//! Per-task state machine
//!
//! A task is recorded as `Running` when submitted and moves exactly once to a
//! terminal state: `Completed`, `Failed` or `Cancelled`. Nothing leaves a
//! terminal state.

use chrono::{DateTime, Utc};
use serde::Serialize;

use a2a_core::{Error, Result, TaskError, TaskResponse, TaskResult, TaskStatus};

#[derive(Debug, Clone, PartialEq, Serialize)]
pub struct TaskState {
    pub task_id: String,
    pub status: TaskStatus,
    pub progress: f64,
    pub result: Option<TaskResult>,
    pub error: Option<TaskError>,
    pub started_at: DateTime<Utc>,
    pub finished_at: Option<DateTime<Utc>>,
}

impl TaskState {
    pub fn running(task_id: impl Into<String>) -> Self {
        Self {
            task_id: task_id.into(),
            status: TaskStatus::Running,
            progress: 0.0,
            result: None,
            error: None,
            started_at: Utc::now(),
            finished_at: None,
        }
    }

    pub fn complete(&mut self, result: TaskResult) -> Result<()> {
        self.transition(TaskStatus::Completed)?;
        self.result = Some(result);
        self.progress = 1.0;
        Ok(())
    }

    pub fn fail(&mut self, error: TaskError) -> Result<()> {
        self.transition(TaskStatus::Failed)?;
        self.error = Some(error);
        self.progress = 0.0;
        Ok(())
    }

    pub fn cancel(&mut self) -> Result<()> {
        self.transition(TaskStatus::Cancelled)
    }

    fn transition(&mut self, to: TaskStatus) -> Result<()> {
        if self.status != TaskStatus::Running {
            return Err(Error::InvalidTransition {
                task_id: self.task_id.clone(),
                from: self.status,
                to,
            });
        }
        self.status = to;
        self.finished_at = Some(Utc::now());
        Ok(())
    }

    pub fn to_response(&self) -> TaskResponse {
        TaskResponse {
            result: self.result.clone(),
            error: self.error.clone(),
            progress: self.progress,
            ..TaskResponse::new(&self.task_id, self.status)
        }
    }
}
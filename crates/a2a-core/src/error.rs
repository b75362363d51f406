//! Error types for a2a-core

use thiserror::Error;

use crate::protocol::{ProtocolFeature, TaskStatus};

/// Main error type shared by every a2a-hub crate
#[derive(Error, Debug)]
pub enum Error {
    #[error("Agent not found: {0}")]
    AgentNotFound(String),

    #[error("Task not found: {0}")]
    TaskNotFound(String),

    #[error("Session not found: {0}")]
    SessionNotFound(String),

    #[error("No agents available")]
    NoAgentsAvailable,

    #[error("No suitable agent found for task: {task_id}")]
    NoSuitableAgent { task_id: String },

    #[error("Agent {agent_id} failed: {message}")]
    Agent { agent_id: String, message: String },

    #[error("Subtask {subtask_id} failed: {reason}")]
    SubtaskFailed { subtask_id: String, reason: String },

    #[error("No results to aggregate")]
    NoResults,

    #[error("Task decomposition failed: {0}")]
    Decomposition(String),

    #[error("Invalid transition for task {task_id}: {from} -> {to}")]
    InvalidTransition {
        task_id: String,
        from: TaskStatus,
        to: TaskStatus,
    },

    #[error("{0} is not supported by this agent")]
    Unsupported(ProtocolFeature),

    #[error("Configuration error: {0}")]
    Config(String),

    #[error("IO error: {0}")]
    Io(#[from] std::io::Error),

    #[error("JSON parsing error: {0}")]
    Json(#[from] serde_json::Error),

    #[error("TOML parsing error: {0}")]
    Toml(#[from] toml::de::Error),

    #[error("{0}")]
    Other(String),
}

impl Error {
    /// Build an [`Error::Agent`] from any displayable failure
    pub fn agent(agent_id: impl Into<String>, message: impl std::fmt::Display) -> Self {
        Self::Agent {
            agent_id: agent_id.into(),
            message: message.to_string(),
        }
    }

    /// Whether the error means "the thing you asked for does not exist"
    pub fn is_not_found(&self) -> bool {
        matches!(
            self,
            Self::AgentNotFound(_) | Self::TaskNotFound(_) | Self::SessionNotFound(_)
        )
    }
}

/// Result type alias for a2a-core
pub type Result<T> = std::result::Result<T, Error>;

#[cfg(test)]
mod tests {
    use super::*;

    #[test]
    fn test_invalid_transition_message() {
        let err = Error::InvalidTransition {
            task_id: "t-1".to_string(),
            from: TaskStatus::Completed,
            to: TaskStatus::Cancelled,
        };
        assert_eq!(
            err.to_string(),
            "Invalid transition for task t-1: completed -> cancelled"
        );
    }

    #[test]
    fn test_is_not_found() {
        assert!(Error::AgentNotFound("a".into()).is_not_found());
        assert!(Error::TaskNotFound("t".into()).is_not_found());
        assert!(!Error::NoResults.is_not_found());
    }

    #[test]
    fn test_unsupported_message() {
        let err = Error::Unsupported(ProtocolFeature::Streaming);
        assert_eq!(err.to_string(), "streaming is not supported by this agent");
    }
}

■ Exercise brief ■
Start at the first line of the material and transcribe each line exactly, stopping once the line containing "fn transition(&mut self, to: TaskStatus)" has been written.

■ Problem solution ■
//! Per-task state machine
//!
//! A task is recorded as `Running` when submitted and moves exactly once to a
//! terminal state: `Completed`, `Failed` or `Cancelled`. Nothing leaves a
//! terminal state.

use chrono::{DateTime, Utc};
use serde::Serialize;

use a2a_core::{Error, Result, TaskError, TaskResponse, TaskResult, TaskStatus};

#[derive(Debug, Clone, PartialEq, Serialize)]
pub struct TaskState {
    pub task_id: String,
    pub status: TaskStatus,
    pub progress: f64,
    pub result: Option<TaskResult>,
    pub error: Option<TaskError>,
    pub started_at: DateTime<Utc>,
    pub finished_at: Option<DateTime<Utc>>,
}

impl TaskState {
    pub fn running(task_id: impl Into<String>) -> Self {
        Self {
            task_id: task_id.into(),
            status: TaskStatus::Running,
            progress: 0.0,
            result: None,
            error: None,
            started_at: Utc::now(),
            finished_at: None,
        }
    }

    pub fn complete(&mut self, result: TaskResult) -> Result<()> {
        self.transition(TaskStatus::Completed)?;
        self.result = Some(result);
        self.progress = 1.0;
        Ok(())
    }

    pub fn fail(&mut self, error: TaskError) -> Result<()> {
        self.transition(TaskStatus::Failed)?;
        self.error = Some(error);
        self.progress = 0.0;
        Ok(())
    }

    pub fn cancel(&mut self) -> Result<()> {
        self.transition(TaskStatus::Cancelled)
    }

    fn transition(&mut self, to: TaskStatus) -> Result<()> {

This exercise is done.